Rafael Lozano-Hemmer
CERCANÍA
Arsenal Contemporary Art Montreal is pleased to host the internationally-acclaimed artist Rafael Lozano-Hemmer for a creative residency lasting three months. The Montreal-based Mexican artist and his team of 15 developers will be exhibiting recent works and developing new ones around the themes of proximity and shared experience. Ambitious, immersive audiovisual installations will transform one of Arsenal Contemporary Art Montreal’s 18,000 sq. ft. exhibition halls.
The title "Cercanía" means physical proximity in Spanish but also implies intimacy and empathy.
Despite its title, the exhibition is designed to respect social distancing: while some works are interactive, the visitors won’t need to touch any surfaces and will be able to keep a distance of at least 2 metres from others.

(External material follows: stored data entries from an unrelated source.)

/// End-to-end integration tests for ping extraction
///
/// These tests verify complete workflows: text lines → binary records → decoded values
mod common;

use common::{PingLineBuilder, decode_records, input_of, run_extract};
use ping_extract::analysis::{dump_records, read_record_file};
use ping_extract::{PingRecord, RECORD_SIZE, RecordWriter, Schema, convert};

#[test]
fn test_e2e_reference_line() {
    let input = r#"{"dst_addr":"193.0.14.1","result":[{"rtt":12.34},{"rtt":11.9},{"rtt":13.0}],"prb_id":1234}"#;
    let (bytes, stats) = run_extract(input, Schema::Atlas);

    assert_eq!(bytes.len(), RECORD_SIZE);
    assert_eq!(stats.records, 1);

    let records = decode_records(&bytes);
    assert_eq!(
        records[0],
        PingRecord { prb_id: 1234, dst_addr: [193, 0, 14, 1], rtt: [12.34, 11.9, 13.0] }
    );
}

#[test]
fn test_e2e_every_valid_line_becomes_one_record() {
    for schema in [Schema::Atlas, Schema::Compact] {
        let lines: Vec<String> = (0..50u32)
            .map(|i| {
                let first = format!("{}.5", i);
                let third = format!("{}", i * 2);
                PingLineBuilder::new()
                    .dst_addr(&format!("10.{}.{}.{}", i % 256, (i * 7) % 256, 255 - i))
                    .rtts([first.as_str(), "0.25", third.as_str()])
                    .prb_id(&format!("{}", 1000 + i))
                    .to_line(schema)
            })
            .collect();

        let (bytes, stats) = run_extract(&input_of(&lines), schema);
        assert_eq!(stats.records, 50, "schema {:?}", schema);

        for (i, record) in decode_records(&bytes).iter().enumerate() {
            let i = i as u32;
            assert_eq!(record.prb_id, 1000 + i);
            let expected = [10, (i % 256) as u8, ((i * 7) % 256) as u8, (255 - i) as u8];
            assert_eq!(record.dst_addr, expected);
            assert_eq!(record.rtt, [i as f32 + 0.5, 0.25, (i * 2) as f32]);
        }
    }
}

#[test]
fn test_e2e_records_keep_input_order() {
    let lines = vec![
        PingLineBuilder::new().prb_id("3").to_atlas(),
        PingLineBuilder::new().prb_id("1").dst_addr("2001:db8::1").to_atlas(),
        PingLineBuilder::new().prb_id("2").to_atlas(),
        PingLineBuilder::new().prb_id("1").to_atlas(),
    ];
    let (bytes, _) = run_extract(&input_of(&lines), Schema::Atlas);

    let ids: Vec<u32> = decode_records(&bytes).iter().map(|r| r.prb_id).collect();
    assert_eq!(ids, vec![3, 2, 1]);
}

#[test]
fn test_e2e_schemas_are_not_interchangeable() {
    let atlas = PingLineBuilder::new().to_atlas();
    let compact = PingLineBuilder::new().to_compact();

    let (bytes, stats) = run_extract(&input_of(&[atlas.clone(), compact.clone()]), Schema::Atlas);
    assert_eq!(stats.records, 1);
    assert_eq!(bytes.len(), RECORD_SIZE);

    let (bytes, stats) = run_extract(&input_of(&[atlas, compact]), Schema::Compact);
    assert_eq!(stats.records, 1);
    assert_eq!(bytes.len(), RECORD_SIZE);
}

#[test]
fn test_e2e_both_schemas_decode_identically() {
    let builder =
        PingLineBuilder::new().dst_addr("8.8.4.4").rtts(["1.5", "2", "0.125"]).prb_id("77");

    let (atlas, _) = run_extract(&builder.to_atlas(), Schema::Atlas);
    let (compact, _) = run_extract(&builder.to_compact(), Schema::Compact);

    assert_eq!(atlas, compact);
}

#[test]
fn test_e2e_idempotent_runs() {
    let lines: Vec<String> = vec![
        PingLineBuilder::new().to_atlas(),
        PingLineBuilder::new().rtt(1, "\"*\"").to_atlas(),
        "garbage".to_string(),
        PingLineBuilder::new().prb_id("9").to_atlas(),
    ];
    let input = input_of(&lines);

    let (first, _) = run_extract(&input, Schema::Atlas);
    let (second, _) = run_extract(&input, Schema::Atlas);
    assert_eq!(first, second);
}

#[test]
fn test_e2e_extract_to_file_then_dump() {
    let dir = tempfile::TempDir::new().unwrap();
    let output = dir.path().join("out.bin");

    let input = input_of(&[
        PingLineBuilder::new().to_atlas(),
        PingLineBuilder::new()
            .dst_addr("1.2.3.4")
            .rtts(["0.5", "0.25", "1"])
            .prb_id("7")
            .to_atlas(),
    ]);

    let mut writer = RecordWriter::create(&output).unwrap();
    convert(std::io::Cursor::new(input), &mut writer, &Default::default()).unwrap();
    writer.finish().unwrap();

    assert_eq!(std::fs::metadata(&output).unwrap().len(), 2 * RECORD_SIZE as u64);
    assert_eq!(read_record_file(&output).unwrap().len(), 2);

    let mut text = Vec::new();
    dump_records(std::fs::File::open(&output).unwrap(), &mut text, None).unwrap();
    assert_eq!(
        String::from_utf8(text).unwrap(),
        "193.0.14.1|1234|12.340000|11.900000|13.000000\n1.2.3.4|7|0.500000|0.250000|1.000000\n"
    );
}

Comprising of three World premieres, three North American premieres and six Canadian premieres, this exhibition includes a 30 m long interactive projection room, a 2,300-channel sound sculpture, a computerized shadow play, as well as a water fountain that "draws" ephemeral portraits of people with cold water vapour. Guest artists will join Lozano-Hemmer's team in developing new pieces over the course of the residency, among them are singer/songwriter Patrick Watson and philosopher Brian Massumi.
The residency is a prospect of Atmospheric Memory, the acclaimed immersive exhibition that Lozano-Hemmer premiered at the Manchester International Festival, which will be presented at Arsenal Contemporary Art Montreal in the fall of 2021.
Rafael Lozano-Hemmer on Art During A Pandemic
“This residency emerges from the unprecedented COVID-19 pandemic. Originally we had planned to stage a massive time-based immersive exhibition at Arsenal Contemporary Art Montreal called “Atmospheric Memory”, featuring dozens of interactive artworks activated by the breath, touch and voices of the visitors. This project had to be postponed to next year and we decided to develop instead an activity designed specifically to respect social distancing and the best health and safety practices against the pandemic. We selected recent or new works that do not need to be touched (no buttons, levers or touch-screens) that allow at least two metres between visitors at all times and, critically, that can help us interrupt the narrative of the devastating virus by presenting connective artworks that stimulate an embodied and shared experience for both mourning and continuity.
With the continued devastation of COVID-19, experts have predicted that Museums will take years to recover, that crowded shows will be a thing of the past, that art will take place in online viewing rooms or VR, that we are effectively trapped in the glass jail of videoconferencing. I don’t agree: immunity, vaccines, treatments, prevention and testing will no doubt get us through this pandemic eventually, as they have before. In the near future we will hang out, embrace new friends, go vote, live shared experiences and make new relationships. We will be out in force, in solidarity, in protest, in mourning. The great American composer Frederic Rzewski proposed that “coming together” was at the very core of being human. As always, art will be the greatest reason for our bodies to share space: in concerts with others, in front of a painting that moves us, at an activist performance or immersed in a responsive environment. We have to plan now for this massive re-embodiment as if our life depends on it because it does, politically, aesthetically, psychologically, financially, environmentally.”